When to use subset pattern

Some cases when properties rarely changes, for example name , dateOfBirth etc , we can denormalize these properties across multiple collections. In the above given example, bank name and account number will rarely changes and we can duplicate these properties across multiple collections to avoid joins and faster fetch.

Document references

  • This is normalised case of structuring data by adding reference or id of the required document inside other document as a foreign key. This is recommended only when the document being referenced is highly changing. This will impact read performance.

    {
    "id": "1",
    "name": "John Doe",
    "accounts": [1234,345334,785124132]
    }

Linking

The another approach is to link Accounts to the User using a more traditional foreign key.

{
"id": "1",
"name": "John Doe",
"address":"fake street 123"
}
{
"id": "1",
"userId: "1",
"bank": "123 fake bank",
"accountNumber": "1231308239"
},
{
"id": "2",
"userId: "1",
"bank": "abc fake bank",
"accountNumber": "1231308239"
}

An advantage this model has is that additional Accounts will not grow the original User document, making it less likely that the applications will run in the maximum document size limit. It’s also much easier to return paginated documents as the application can slice and dice the documents more easily.

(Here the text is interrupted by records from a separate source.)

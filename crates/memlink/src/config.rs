//! Runtime configuration.
//!
//! Every option can be given on the command line or through a `MEMLINK_*`
//! environment variable, with defaults matching the stock integration.
//!
//! # Example
//!
//! ```no_run
//! use memlink::MemlinkConfig;
//!
//! let config = MemlinkConfig::from_args();
//! config.validate().expect("Invalid configuration");
//!
//! println!("Protocol server binds to {}", config.udp_bind);
//! ```

use crate::driver::{
    Driver, SharedMemoryDriver, SharedMemoryDriverConfig, StaticDriver, UdpDriver,
    UdpDriverConfig,
};
use crate::error::ConfigError;
use crate::platform::{self, PlatformEntry};
use crate::probe::DriverProbe;
use clap::{Parser, ValueEnum};
use std::net::SocketAddr;
use std::time::Duration;

/// Transport kinds that can be registered.
#[derive(Debug, Clone, Copy, PartialEq, Eq, Hash, ValueEnum)]
pub enum DriverKind {
    /// Shared memory snapshot with a named pipe write channel
    SharedMemory,
    /// UDP instruction protocol with a pushed region
    Udp,
    /// In-process fixture, debug builds only
    Static,
}

/// Log output format.
#[derive(Debug, Clone, Copy, Default, PartialEq, Eq, ValueEnum)]
pub enum LogFormat {
    /// Human-readable lines
    #[default]
    Text,
    /// One JSON object per event
    Json,
}

/// Memlink configuration loaded from CLI args and environment variables.
#[derive(Debug, Clone, Parser)]
#[command(
    name = "memlink",
    about = "Synchronize emulator memory over shared memory and UDP",
    version
)]
pub struct MemlinkConfig {
    /// Protocol server bind address (loopback only)
    #[arg(long, env = "MEMLINK_UDP_BIND", default_value = "127.0.0.1:55356")]
    pub udp_bind: SocketAddr,

    /// Endpoint of the UDP push integration
    #[arg(
        long,
        env = "MEMLINK_INTEGRATION_ENDPOINT",
        default_value = "127.0.0.1:55355"
    )]
    pub integration_endpoint: SocketAddr,

    /// Shared memory metadata region name
    #[arg(
        long,
        env = "MEMLINK_METADATA_REGION",
        default_value = "MEMLINK_INTEGRATION_META"
    )]
    pub metadata_region: String,

    /// Shared memory data region name
    #[arg(
        long,
        env = "MEMLINK_DATA_REGION",
        default_value = "MEMLINK_INTEGRATION_DATA"
    )]
    pub data_region: String,

    /// Size of the data and push regions in bytes
    #[arg(long, env = "MEMLINK_DATA_SIZE", default_value_t = 4 * 1024 * 1024)]
    pub data_size: usize,

    /// Region the UDP push integration mirrors into
    #[arg(long, env = "MEMLINK_PUSH_REGION", default_value = "MEMLINK_PUSH_DATA")]
    pub push_region: String,

    /// Side channel pipe name for shared memory writes
    #[arg(long, env = "MEMLINK_PIPE_NAME", default_value = "memlink_integration")]
    pub pipe_name: String,

    /// Timeout for opening regions and waiting for answers
    #[arg(long, env = "MEMLINK_READ_TIMEOUT_MS", default_value_t = 100)]
    pub read_timeout_ms: u64,

    /// Passes over the driver list before giving up
    #[arg(long, env = "MEMLINK_PROBE_ATTEMPTS", default_value_t = 25)]
    pub probe_attempts: u32,

    /// Pause between probe passes
    #[arg(long, env = "MEMLINK_PROBE_PAUSE_MS", default_value_t = 50)]
    pub probe_pause_ms: u64,

    /// Change notification window
    #[arg(long, env = "MEMLINK_BATCH_WINDOW_MS", default_value_t = 50)]
    pub batch_window_ms: u64,

    /// Poll interval; defaults to the active driver's read delay
    #[arg(long, env = "MEMLINK_POLL_INTERVAL_MS")]
    pub poll_interval_ms: Option<u64>,

    /// Drivers to register, in probe order
    #[arg(
        long,
        env = "MEMLINK_DRIVERS",
        value_enum,
        value_delimiter = ',',
        default_value = "shared-memory,udp"
    )]
    pub drivers: Vec<DriverKind>,

    /// System whose domains the UDP driver and the fixture use
    #[arg(long, env = "MEMLINK_SYSTEM", default_value = "GBA")]
    pub system: String,

    /// Log output format
    #[arg(long, env = "MEMLINK_LOG_FORMAT", value_enum, default_value_t = LogFormat::Text)]
    pub log_format: LogFormat,
}

impl MemlinkConfig {
    /// Parse configuration from command-line arguments.
    #[must_use]
    pub fn from_args() -> Self {
        Self::parse()
    }

    /// Validate configuration.
    ///
    /// # Errors
    ///
    /// Returns `ConfigError` if:
    /// - either endpoint is not a loopback address
    /// - a size, timeout, attempt count or window is zero
    /// - the data region cannot hold the largest platform layout
    /// - the driver list is empty, repeats a driver, or asks for the
    ///   static fixture in a release build
    /// - the system is unknown
    pub fn validate(&self) -> Result<(), ConfigError> {
        for (address, what) in [
            (self.udp_bind, "protocol server"),
            (self.integration_endpoint, "integration endpoint"),
        ] {
            if !address.ip().is_loopback() {
                return Err(ConfigError::InvalidAddress {
                    address: address.to_string(),
                    reason: format!("{what} must be a loopback address"),
                });
            }
        }

        if self.data_size == 0 {
            return Err(ConfigError::ZeroValue("data size"));
        }
        if self.read_timeout_ms == 0 {
            return Err(ConfigError::ZeroValue("read timeout"));
        }
        if self.probe_attempts == 0 {
            return Err(ConfigError::ZeroValue("probe attempts"));
        }
        if self.batch_window_ms == 0 {
            return Err(ConfigError::ZeroValue("batch window"));
        }
        if self.poll_interval_ms == Some(0) {
            return Err(ConfigError::ZeroValue("poll interval"));
        }

        let required = platform::largest_domain_end();
        if self.data_size < required {
            return Err(ConfigError::DataRegionTooSmall {
                size: self.data_size,
                required,
            });
        }

        if self.drivers.is_empty() {
            return Err(ConfigError::InvalidDrivers(
                "at least one driver is required".to_string(),
            ));
        }
        for (i, kind) in self.drivers.iter().enumerate() {
            if self.drivers[..i].contains(kind) {
                return Err(ConfigError::InvalidDrivers(format!(
                    "{kind:?} is listed more than once"
                )));
            }
        }
        if self.drivers.contains(&DriverKind::Static) && !cfg!(debug_assertions) {
            return Err(ConfigError::InvalidDrivers(
                "the static fixture driver is not available in release builds".to_string(),
            ));
        }

        self.platform()?;
        Ok(())
    }

    /// Platform named by `--system`.
    pub fn platform(&self) -> Result<&'static PlatformEntry, ConfigError> {
        platform::lookup(&self.system)
            .ok_or_else(|| ConfigError::UnknownSystem(self.system.clone()))
    }

    /// Timeout for regions and requests
    pub const fn read_timeout(&self) -> Duration {
        Duration::from_millis(self.read_timeout_ms)
    }

    /// Change notification window
    pub const fn batch_window(&self) -> Duration {
        Duration::from_millis(self.batch_window_ms)
    }

    /// Explicit poll interval, if configured
    pub fn poll_interval(&self) -> Option<Duration> {
        self.poll_interval_ms.map(Duration::from_millis)
    }

    /// Probe loop settings
    pub const fn probe(&self) -> DriverProbe {
        DriverProbe::new(
            self.probe_attempts,
            Duration::from_millis(self.probe_pause_ms),
        )
    }

    /// Settings for the shared memory driver
    pub fn shared_memory_driver(&self) -> SharedMemoryDriverConfig {
        SharedMemoryDriverConfig {
            metadata_region: self.metadata_region.clone(),
            data_region: self.data_region.clone(),
            data_size: self.data_size,
            pipe_name: self.pipe_name.clone(),
            timeout: self.read_timeout(),
        }
    }

    /// Settings for the UDP push driver
    pub fn udp_driver(&self) -> Result<UdpDriverConfig, ConfigError> {
        Ok(UdpDriverConfig {
            endpoint: self.integration_endpoint,
            push_region: self.push_region.clone(),
            push_size: self.data_size,
            timeout: self.read_timeout(),
            read_delay: self.platform()?.frame_interval(),
        })
    }

    /// Instantiate the configured drivers in probe order.
    pub fn build_drivers(&self) -> Result<Vec<Box<dyn Driver>>, ConfigError> {
        self.drivers
            .iter()
            .map(|kind| -> Result<Box<dyn Driver>, ConfigError> {
                Ok(match kind {
                    DriverKind::SharedMemory => {
                        Box::new(SharedMemoryDriver::new(self.shared_memory_driver()))
                    }
                    DriverKind::Udp => Box::new(UdpDriver::new(self.udp_driver()?)),
                    DriverKind::Static => Box::new(StaticDriver::new(self.platform()?)),
                })
            })
            .collect()
    }
}

#[cfg(test)]
mod tests {
    use super::*;
    use pretty_assertions::assert_eq;

    fn parse(args: &[&str]) -> MemlinkConfig {
        MemlinkConfig::try_parse_from(std::iter::once("memlink").chain(args.iter().copied()))
            .unwrap()
    }

    #[test]
    fn test_defaults() {
        let config = parse(&[]);
        assert_eq!(config.udp_bind, "127.0.0.1:55356".parse().unwrap());
        assert_eq!(config.integration_endpoint, "127.0.0.1:55355".parse().unwrap());
        assert_eq!(config.data_size, 4 * 1024 * 1024);
        assert_eq!(config.drivers, vec![DriverKind::SharedMemory, DriverKind::Udp]);
        assert_eq!(config.probe(), DriverProbe::default());
        assert_eq!(config.read_timeout(), Duration::from_millis(100));
        assert!(config.validate().is_ok());
    }

    #[test]
    fn test_rejects_public_bind() {
        let config = parse(&["--udp-bind", "0.0.0.0:55356"]);
        assert!(matches!(
            config.validate(),
            Err(ConfigError::InvalidAddress { .. })
        ));
    }

    #[test]
    fn test_rejects_small_data_region() {
        let config = parse(&["--data-size", "1024"]);
        assert!(matches!(
            config.validate(),
            Err(ConfigError::DataRegionTooSmall { size: 1024, .. })
        ));
    }

    #[test]
    fn test_rejects_zero_values() {
        assert!(matches!(
            parse(&["--probe-attempts", "0"]).validate(),
            Err(ConfigError::ZeroValue("probe attempts"))
        ));
        assert!(matches!(
            parse(&["--poll-interval-ms", "0"]).validate(),
            Err(ConfigError::ZeroValue("poll interval"))
        ));
    }

    #[test]
    fn test_driver_list() {
        let config = parse(&["--drivers", "udp,static"]);
        assert_eq!(config.drivers, vec![DriverKind::Udp, DriverKind::Static]);
        if cfg!(debug_assertions) {
            assert!(config.validate().is_ok());
        } else {
            assert!(config.validate().is_err());
        }

        let names: Vec<String> = config
            .build_drivers()
            .unwrap()
            .iter()
            .map(|d| d.name().to_string())
            .collect();
        assert_eq!(names, vec!["udp", "static"]);

        let config = parse(&["--drivers", "udp,udp"]);
        assert!(matches!(
            config.validate(),
            Err(ConfigError::InvalidDrivers(_))
        ));
    }

    #[test]
    fn test_unknown_system() {
        let config = parse(&["--system", "PSX"]);
        assert!(matches!(
            config.validate(),
            Err(ConfigError::UnknownSystem(_))
        ));
    }
}
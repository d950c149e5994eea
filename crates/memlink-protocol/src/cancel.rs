//! Cooperative cancellation for long-running loops.

use std::sync::Arc;
use std::sync::atomic::{AtomicBool, Ordering};
use tokio::sync::Notify;

/// Cancellation signal shared between a worker and its owner.
///
/// Workers check [`CancellationToken::is_cancelled`] before re-arming and
/// race their blocking wait against [`CancellationToken::cancelled`].
#[derive(Debug, Clone, Default)]
pub struct CancellationToken {
    inner: Arc<Inner>,
}

#[derive(Debug, Default)]
struct Inner {
    cancelled: AtomicBool,
    notify: Notify,
}

impl CancellationToken {
    /// Create a token that is not yet cancelled
    pub fn new() -> Self {
        Self::default()
    }

    /// Signal cancellation and wake every waiter
    pub fn cancel(&self) {
        self.inner.cancelled.store(true, Ordering::Release);
        self.inner.notify.notify_waiters();
    }

    /// Check whether cancellation was requested
    pub fn is_cancelled(&self) -> bool {
        self.inner.cancelled.load(Ordering::Acquire)
    }

    /// Wait until the token is cancelled
    pub async fn cancelled(&self) {
        loop {
            let notified = self.inner.notify.notified();
            tokio::pin!(notified);
            // Register before checking the flag so a concurrent cancel is not missed
            notified.as_mut().enable();
            if self.is_cancelled() {
                return;
            }
            notified.await;
        }
    }
}

#[cfg(test)]
mod tests {
    use super::*;
    use std::time::Duration;

    #[tokio::test]
    async fn test_cancel_wakes_waiter() {
        let token = CancellationToken::new();
        let waiter = token.clone();

        let task = tokio::spawn(async move { waiter.cancelled().await });
        tokio::time::sleep(Duration::from_millis(10)).await;
        assert!(!task.is_finished());

        token.cancel();
        assert!(
            tokio::time::timeout(Duration::from_secs(1), task)
                .await
                .is_ok()
        );
    }

    #[tokio::test]
    async fn test_cancelled_returns_immediately_after_cancel() {
        let token = CancellationToken::new();
        token.cancel();
        assert!(token.is_cancelled());
        token.cancelled().await;
    }
}
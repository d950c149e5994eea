//! Emulator memory synchronization.
//!
//! This crate connects to emulator-side integrations, reads mirrored
//! console memory, writes back into it, and turns memory churn into
//! batched change notifications.
//!
//! # Architecture
//!
//! - `platform`: static per-console memory layouts
//! - `driver`: the [`Driver`] trait and its shared memory, UDP and fixture
//!   transports
//! - `probe`: failover loop that finds a reachable driver
//! - `service`: owns the drivers and the active session
//! - `poller`: byte-level diffing of successive reads
//! - `batch`: windowed change coalescing and fan-out
//! - `handler`: protocol server handler forwarding integration events
//! - `config`: CLI and environment configuration
//!
//! # Example
//!
//! ```no_run
//! use memlink::{ChangeBatcher, DriverService, MemlinkConfig, MemoryPoller};
//!
//! # async fn run() -> anyhow::Result<()> {
//! let config = MemlinkConfig::from_args();
//! config.validate()?;
//!
//! let blocks = config.platform()?.address_blocks();
//! let mut service = DriverService::new(config.build_drivers()?, config.probe());
//! let mut poller = MemoryPoller::new(&blocks);
//! let mut batcher = ChangeBatcher::new(config.batch_window());
//! let _changes = batcher.subscribe();
//!
//! service.connect(|attempt| println!("waiting for emulator ({attempt})")).await?;
//! let read = service.read_bytes(&blocks).await?;
//! batcher.observe(poller.diff(&read));
//! # Ok(())
//! # }
//! ```

#![warn(missing_docs)]
#![cfg_attr(test, allow(clippy::unwrap_used))]

pub mod batch;
pub mod config;
pub mod driver;
pub mod error;
pub mod handler;
pub mod platform;
pub mod poller;
pub mod probe;
pub mod service;

pub use batch::{BatchStats, ChangeBatch, ChangeBatcher, ChangeReceiver, DEFAULT_BATCH_WINDOW};
pub use config::{DriverKind, LogFormat, MemlinkConfig};
pub use driver::{
    BlockData, Driver, SharedMemoryDriver, SharedMemoryDriverConfig, StaticDriver, UdpDriver,
    UdpDriverConfig, WriteRequest,
};
pub use error::{ConfigError, DriverError, Result};
pub use handler::{EventForwarder, IntegrationEvent};
pub use platform::{DomainLayout, MemoryAddressBlock, PLATFORMS, PlatformEntry};
pub use poller::MemoryPoller;
pub use probe::DriverProbe;
pub use service::{DriverService, DriverSession, ProbeOutcome};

On the downside if we have 1000 accounts on a user, we would need to retrieve all 1000 documents causing a lot of reads from the database.

Bucketing

The third approach is a hybrid of the two above. Basically, it tries to balance the rigidity of the embedding strategy with the flexibility of the linking strategy. Lets take example of Post and Comments. We will split the comments into buckets with a maximum of 50 comments in each bucket.

{
_id: 1,
title: "An awesome blog",
url: "http://awesomeblog.com",
text: "This is an awesome blog we have just started"
}

{
blog_entry_id: 1,
page: 1,
count: 50,
comments: [{
name: "Peter Critic",
created_on: ISODate("2014-01-01T10:01:22Z"),
comment: "Awesome blog post"
}, ...]
}
{
blog_entry_id: 1,
page: 2,
count: 1,
comments: [{
name: "John Page",
created_on: ISODate("2014-01-01T11:01:22Z"),
comment: "Not so awesome blog"
}]
}

The main benefit of using buckets in this case is that we can perform a single read to fetch 50 comments at a time, allowing for efficient pagination.

info

When to use bucketing

When you have the possibility of splitting up your documents into discrete batches, it makes sense to consider bucketing to speed up document retrieval.

Typical cases where bucketing is appropriate are ones such as bucketing data by hours, days or number of entries on a page (like comments pagination).